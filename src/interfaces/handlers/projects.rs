use actix_web::{web, Responder};
use tracing::instrument;

use crate::{
    entities::project::{NewProjectRequest, UpdateProjectRequest},
    errors::AppError,
    handlers::envelope::{created, deleted, success},
    use_cases::extractors::AuthClaims,
    AppState,
};

/// Ordered by `order`, then id.
#[instrument(skip(state))]
pub async fn list_projects(state: web::Data<AppState>) -> Result<impl Responder, AppError> {
    Ok(success(state.project_handler.list().await?))
}

#[instrument(skip(state))]
pub async fn get_project(
    project_id: web::Path<i32>,
    state: web::Data<AppState>,
) -> Result<impl Responder, AppError> {
    Ok(success(state.project_handler.get(project_id.into_inner()).await?))
}

#[instrument(skip(_claims, state, data))]
pub async fn create_project(
    _claims: AuthClaims,
    state: web::Data<AppState>,
    data: web::Json<NewProjectRequest>,
) -> Result<impl Responder, AppError> {
    let project = state.project_handler.create(&data).await?;
    tracing::info!(project_id = project.id, "Project created");
    Ok(created(project))
}

#[instrument(skip(_claims, state, data))]
pub async fn update_project(
    _claims: AuthClaims,
    project_id: web::Path<i32>,
    state: web::Data<AppState>,
    data: web::Json<UpdateProjectRequest>,
) -> Result<impl Responder, AppError> {
    let project = state.project_handler.update(project_id.into_inner(), &data).await?;
    Ok(success(project))
}

#[instrument(skip(_claims, state))]
pub async fn delete_project(
    _claims: AuthClaims,
    project_id: web::Path<i32>,
    state: web::Data<AppState>,
) -> Result<impl Responder, AppError> {
    state.project_handler.delete(project_id.into_inner()).await?;
    Ok(deleted())
}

**GOAL OF THE EXERCISE**
Using the records above, count how many lines include the word "NewProjectRequest", and reply only with that figure.

**TASK OUTPUT**
2